Task inputs.

★ ★ ★ ★

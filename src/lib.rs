#![doc = include_str!("../README.md")]
#![cfg_attr(docsrs, feature(doc_cfg))]

pub use fsv_binary as binary;
pub use fsv_reflect as reflect;
pub use fsv_utils as utils;
use crate::impls::{self, GenericTypeInfoCell, GenericTypePathCell};
use crate::info::{ArrayInfo, TypeInfo, TypePath, Typed};
use crate::ops::Array;
use crate::registry::{GetTypeMeta, TypeMeta, TypeRegistry};
use crate::Reflect;

impl<T: TypePath, const N: usize> TypePath for [T; N] {
    fn type_path() -> &'static str {
        static CELL: GenericTypePathCell = GenericTypePathCell::new();
        CELL.get_or_insert::<Self>(|| {
            impls::concat(&["[", T::type_path(), "; ", &N.to_string(), "]"])
        })
    }

    fn type_name() -> &'static str {
        static CELL: GenericTypePathCell = GenericTypePathCell::new();
        CELL.get_or_insert::<Self>(|| {
            impls::concat(&["[", T::type_name(), "; ", &N.to_string(), "]"])
        })
    }

    #[inline]
    fn type_ident() -> &'static str {
        "[T; N]"
    }
}

impl<T: Reflect + Typed, const N: usize> Typed for [T; N] {
    fn type_info() -> &'static TypeInfo {
        static CELL: GenericTypeInfoCell = GenericTypeInfoCell::new();
        CELL.get_or_insert::<Self>(|| TypeInfo::Array(ArrayInfo::new::<Self, T>(N)))
    }
}

impl<T: Reflect + Typed, const N: usize> Reflect for [T; N] {
    crate::reflection::impl_reflect_cast_fn!(Array);
}

impl<T: Reflect + Typed, const N: usize> Array for [T; N] {
    #[inline]
    fn get(&self, index: usize) -> Option<&dyn Reflect> {
        <[T]>::get(self, index).map(Reflect::as_reflect)
    }

    #[inline]
    fn get_mut(&mut self, index: usize) -> Option<&mut dyn Reflect> {
        <[T]>::get_mut(self, index).map(Reflect::as_reflect_mut)
    }

    #[inline]
    fn len(&self) -> usize {
        N
    }

    #[inline]
    fn as_array(&self) -> &dyn Array {
        self
    }
}

// No `TypeTraitDefault`: std only implements `Default` for `N <= 32`.
impl<T: Reflect + Typed + GetTypeMeta, const N: usize> GetTypeMeta for [T; N] {
    #[inline]
    fn get_type_meta() -> TypeMeta {
        TypeMeta::of::<Self>()
    }

    fn register_dependencies(registry: &mut TypeRegistry) {
        registry.register::<T>();
    }
}

#[cfg(test)]
mod tests {
    use crate::info::{TypePath, Typed};
    use crate::ops::{Array, ReflectRef};
    use crate::Reflect;

    #[test]
    fn array_info_and_access() {
        assert_eq!(<[f32; 2]>::type_path(), "[f32; 2]");
        assert_eq!(<[f32; 2]>::type_info().as_array().unwrap().capacity(), 2);

        let value: &dyn Reflect = &[1.0_f32, 2.0];
        let ReflectRef::Array(array) = value.reflect_ref() else {
            panic!("not an array");
        };
        assert_eq!(array.len(), 2);
        assert!(array.get(2).is_none());
        let items: Vec<f32> = array
            .iter()
            .map(|item| *item.downcast_ref::<f32>().unwrap())
            .collect();
        assert_eq!(items, [1.0, 2.0]);
    }
}
use proc_macro2::TokenStream;
use quote::quote;
use syn::{Fields, Ident, Type};

use super::{ReflectMeta, StructField};

// -----------------------------------------------------------------------------
// EnumVariant

#[derive(Debug, Clone, Copy, PartialEq, Eq)]
pub(crate) enum VariantShape {
    Struct,
    Tuple,
    Unit,
}

pub(crate) struct EnumVariant {
    pub(crate) ident: Ident,
    pub(crate) shape: VariantShape,
    pub(crate) fields: Vec<StructField>,
}

impl EnumVariant {
    pub(crate) fn parse(variant: &syn::Variant) -> syn::Result<Self> {
        let shape = match &variant.fields {
            Fields::Named(_) => VariantShape::Struct,
            Fields::Unnamed(_) => VariantShape::Tuple,
            Fields::Unit => VariantShape::Unit,
        };
        Ok(Self {
            ident: variant.ident.clone(),
            shape,
            fields: StructField::parse_fields(&variant.fields)?,
        })
    }

    pub(crate) fn active_fields(&self) -> impl Iterator<Item = &StructField> {
        self.fields.iter().filter(|field| !field.attrs.ignore)
    }

    /// `Self::V { 0: __field_0, x: __field_x, .. }`, binding active fields.
    pub(crate) fn pattern(&self) -> TokenStream {
        let ident = &self.ident;
        let members = self.active_fields().map(|field| &field.member);
        let bindings = self.active_fields().map(StructField::binding);
        quote!(Self::#ident { #(#members: #bindings,)* .. })
    }

    /// `Self::V { 0: Default::default(), .. }`, with every field defaulted.
    pub(crate) fn default_expr(&self) -> TokenStream {
        let ident = &self.ident;
        let default_ = crate::path::fp::default_();
        let members = self.fields.iter().map(|field| &field.member);
        quote!(Self::#ident { #(#members: #default_::default(),)* })
    }
}

// -----------------------------------------------------------------------------
// ReflectEnum

pub(crate) struct ReflectEnum<'a> {
    meta: ReflectMeta<'a>,
    variants: Vec<EnumVariant>,
}

impl<'a> ReflectEnum<'a> {
    pub(crate) fn new(meta: ReflectMeta<'a>, variants: Vec<EnumVariant>) -> Self {
        Self { meta, variants }
    }

    #[inline]
    pub(crate) fn meta(&self) -> &ReflectMeta<'a> {
        &self.meta
    }

    #[inline]
    pub(crate) fn variants(&self) -> &[EnumVariant] {
        &self.variants
    }

    /// Types of all fields, ignored ones included: they are defaulted.
    pub(crate) fn field_types(&self) -> impl Iterator<Item = &Type> {
        self.variants
            .iter()
            .flat_map(|variant| variant.fields.iter().map(|field| &field.ty))
    }

    pub(crate) fn active_types(&self) -> impl Iterator<Item = &Type> {
        self.variants
            .iter()
            .flat_map(|variant| variant.active_fields().map(|field| &field.ty))
    }

    /// `TypeInfo::Enum(EnumInfo::new::<Self>(&[...]))`
    pub(crate) fn to_info_tokens(&self) -> TokenStream {
        let fsv_reflect_path = self.meta.fsv_reflect_path();
        let type_info_ = crate::path::type_info_(fsv_reflect_path);
        let enum_info_ = crate::path::enum_info_(fsv_reflect_path);
        let variant_info_ = crate::path::variant_info_(fsv_reflect_path);
        let variant_kind_ = crate::path::variant_kind_(fsv_reflect_path);

        // Only unit-only enums can be cast to their discriminant.
        let c_like = self
            .variants
            .iter()
            .all(|variant| matches!(variant.shape, VariantShape::Unit));

        let variants = self.variants.iter().map(|variant| {
            let ident = &variant.ident;
            let name = ident.to_string();
            let kind = match variant.shape {
                VariantShape::Struct => quote!(Struct),
                VariantShape::Tuple => quote!(Tuple),
                VariantShape::Unit => quote!(Unit),
            };
            let fields = variant
                .active_fields()
                .map(|field| field.to_info_tokens(fsv_reflect_path));
            let info = quote! {
                #variant_info_::new(#name, #variant_kind_::#kind, &[ #(#fields),* ])
            };
            if c_like {
                quote!(#info.with_discriminant(Self::#ident as i64))
            } else {
                info
            }
        });

        quote! {
            #type_info_::Enum(#enum_info_::new::<Self>(&[ #(#variants),* ]))
        }
    }
}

★ ★ ★ ★

Required work.
Transcribe the listing above verbatim.

Problem solution.
filename src/lib.rs
#![doc = include_str!("../README.md")]
#![cfg_attr(docsrs, feature(doc_cfg))]

pub use fsv_binary as binary;
pub use fsv_reflect as reflect;
pub use fsv_utils as utils;
use crate::impls::{self, GenericTypeInfoCell, GenericTypePathCell};
use crate::info::{ArrayInfo, TypeInfo, TypePath, Typed};
use crate::ops::Array;
use crate::registry::{GetTypeMeta, TypeMeta, TypeRegistry};
use crate::Reflect;

impl<T: TypePath, const N: usize> TypePath for [T; N] {
    fn type_path() -> &'static str {
        static CELL: GenericTypePathCell = GenericTypePathCell::new();
        CELL.get_or_insert::<Self>(|| {
            impls::concat(&["[", T::type_path(), "; ", &N.to_string(), "]"])
        })
    }

    fn type_name() -> &'static str {
        static CELL: GenericTypePathCell = GenericTypePathCell::new();
        CELL.get_or_insert::<Self>(|| {
            impls::concat(&["[", T::type_name(), "; ", &N.to_string(), "]"])
        })
    }

    #[inline]
    fn type_ident() -> &'static str {
        "[T; N]"
    }
}

impl<T: Reflect + Typed, const N: usize> Typed for [T; N] {
    fn type_info() -> &'static TypeInfo {
        static CELL: GenericTypeInfoCell = GenericTypeInfoCell::new();
        CELL.get_or_insert::<Self>(|| TypeInfo::Array(ArrayInfo::new::<Self, T>(N)))
    }
}

impl<T: Reflect + Typed, const N: usize> Reflect for [T; N] {
    crate::reflection::impl_reflect_cast_fn!(Array);
}

impl<T: Reflect + Typed, const N: usize> Array for [T; N] {
    #[inline]
    fn get(&self, index: usize) -> Option<&dyn Reflect> {
        <[T]>::get(self, index).map(Reflect::as_reflect)
    }

    #[inline]
    fn get_mut(&mut self, index: usize) -> Option<&mut dyn Reflect> {
        <[T]>::get_mut(self, index).map(Reflect::as_reflect_mut)
    }

    #[inline]
    fn len(&self) -> usize {
        N
    }

    #[inline]
    fn as_array(&self) -> &dyn Array {
        self
    }
}

// No `TypeTraitDefault`: std only implements `Default` for `N <= 32`.
impl<T: Reflect + Typed + GetTypeMeta, const N: usize> GetTypeMeta for [T; N] {
    #[inline]
    fn get_type_meta() -> TypeMeta {
        TypeMeta::of::<Self>()
    }

    fn register_dependencies(registry: &mut TypeRegistry) {
        registry.register::<T>();
    }
}

#[cfg(test)]
mod tests {
    use crate::info::{TypePath, Typed};
    use crate::ops::{Array, ReflectRef};
    use crate::Reflect;

    #[test]
    fn array_info_and_access() {
        assert_eq!(<[f32; 2]>::type_path(), "[f32; 2]");
        assert_eq!(<[f32; 2]>::type_info().as_array().unwrap().capacity(), 2);

        let value: &dyn Reflect = &[1.0_f32, 2.0];
        let ReflectRef::Array(array) = value.reflect_ref() else {
            panic!("not an array");
        };
        assert_eq!(array.len(), 2);
        assert!(array.get(2).is_none());
        let items: Vec<f32> = array
            .iter()
            .map(|item| *item.downcast_ref::<f32>().unwrap())
            .collect();
        assert_eq!(items, [1.0, 2.0]);
    }
}
use proc_macro2::TokenStream;
use quote::quote;
use syn::{Fields, Ident, Type};

use super::{ReflectMeta, StructField};

// -----------------------------------------------------------------------------
// EnumVariant

#[derive(Debug, Clone, Copy, PartialEq, Eq)]
pub(crate) enum VariantShape {
    Struct,
    Tuple,
    Unit,
}

pub(crate) struct EnumVariant {
    pub(crate) ident: Ident,
    pub(crate) shape: VariantShape,
    pub(crate) fields: Vec<StructField>,
}

impl EnumVariant {
    pub(crate) fn parse(variant: &syn::Variant) -> syn::Result<Self> {
        let shape = match &variant.fields {
            Fields::Named(_) => VariantShape::Struct,
            Fields::Unnamed(_) => VariantShape::Tuple,
            Fields::Unit => VariantShape::Unit,
        };
        Ok(Self {
            ident: variant.ident.clone(),
            shape,
            fields: StructField::parse_fields(&variant.fields)?,
        })
    }

    pub(crate) fn active_fields(&self) -> impl Iterator<Item = &StructField> {
        self.fields.iter().filter(|field| !field.attrs.ignore)
    }

    /// `Self::V { 0: __field_0, x: __field_x, .. }`, binding active fields.
    pub(crate) fn pattern(&self) -> TokenStream {
        let ident = &self.ident;
        let members = self.active_fields().map(|field| &field.member);
        let bindings = self.active_fields().map(StructField::binding);
        quote!(Self::#ident { #(#members: #bindings,)* .. })
    }

    /// `Self::V { 0: Default::default(), .. }`, with every field defaulted.
    pub(crate) fn default_expr(&self) -> TokenStream {
        let ident = &self.ident;
        let default_ = crate::path::fp::default_();
        let members = self.fields.iter().map(|field| &field.member);
        quote!(Self::#ident { #(#members: #default_::default(),)* })
    }
}

// -----------------------------------------------------------------------------
// ReflectEnum

pub(crate) struct ReflectEnum<'a> {
    meta: ReflectMeta<'a>,
    variants: Vec<EnumVariant>,
}

impl<'a> ReflectEnum<'a> {
    pub(crate) fn new(meta: ReflectMeta<'a>, variants: Vec<EnumVariant>) -> Self {
        Self { meta, variants }
    }

    #[inline]
    pub(crate) fn meta(&self) -> &ReflectMeta<'a> {
        &self.meta
    }

    #[inline]
    pub(crate) fn variants(&self) -> &[EnumVariant] {
        &self.variants
    }

    /// Types of all fields, ignored ones included: they are defaulted.
    pub(crate) fn field_types(&self) -> impl Iterator<Item = &Type> {
        self.variants
            .iter()
            .flat_map(|variant| variant.fields.iter().map(|field| &field.ty))
    }

    pub(crate) fn active_types(&self) -> impl Iterator<Item = &Type> {
        self.variants
            .iter()
            .flat_map(|variant| variant.active_fields().map(|field| &field.ty))
    }

    /// `TypeInfo::Enum(EnumInfo::new::<Self>(&[...]))`
    pub(crate) fn to_info_tokens(&self) -> TokenStream {
        let fsv_reflect_path = self.meta.fsv_reflect_path();
        let type_info_ = crate::path::type_info_(fsv_reflect_path);
        let enum_info_ = crate::path::enum_info_(fsv_reflect_path);
        let variant_info_ = crate::path::variant_info_(fsv_reflect_path);
        let variant_kind_ = crate::path::variant_kind_(fsv_reflect_path);

        // Only unit-only enums can be cast to their discriminant.
        let c_like = self
            .variants
            .iter()
            .all(|variant| matches!(variant.shape, VariantShape::Unit));

        let variants = self.variants.iter().map(|variant| {
            let ident = &variant.ident;
            let name = ident.to_string();
            let kind = match variant.shape {
                VariantShape::Struct => quote!(Struct),
                VariantShape::Tuple => quote!(Tuple),
                VariantShape::Unit => quote!(Unit),
            };
            let fields = variant
                .active_fields()
                .map(|field| field.to_info_tokens(fsv_reflect_path));
            let info = quote! {
                #variant_info_::new(#name, #variant_kind_::#kind, &[ #(#fields),* ])
            };
            if c_like {
                quote!(#info.with_discriminant(Self::#ident as i64))
            } else {
                info
            }
        });

        quote! {
            #type_info_::Enum(#enum_info_::new::<Self>(&[ #(#variants),* ]))
        }
    }
}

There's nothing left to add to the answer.